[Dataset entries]
= Beginning of Section =

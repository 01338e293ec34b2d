//! Luma calculation using ITU-R BT.601 coefficients.
//!
//! The sharpness estimator works on the same weighting a browser canvas
//! grayscale conversion would use, so these are the Rec. 601 weights rather
//! than the Rec. 709 ones.

/// ITU-R BT.601 coefficient for the red channel.
pub const LUMA_R: f64 = 0.299;

/// ITU-R BT.601 coefficient for the green channel.
pub const LUMA_G: f64 = 0.587;

/// ITU-R BT.601 coefficient for the blue channel.
pub const LUMA_B: f64 = 0.114;

/// Calculate luma from u8 RGB values.
///
/// # Arguments
/// * `r` - Red channel value (0-255)
/// * `g` - Green channel value (0-255)
/// * `b` - Blue channel value (0-255)
///
/// # Returns
/// Unrounded luma in the range 0.0 to 255.0
#[inline]
pub fn luma(r: u8, g: u8, b: u8) -> f64 {
    LUMA_R * r as f64 + LUMA_G * g as f64 + LUMA_B * b as f64
}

= End of Section =

◆ **REQUIRED ACTION**: For the string "const", work out how many lines of the entries contain it and reply with that number alone.

◆ **RESULT FOR THIS TASK**: 3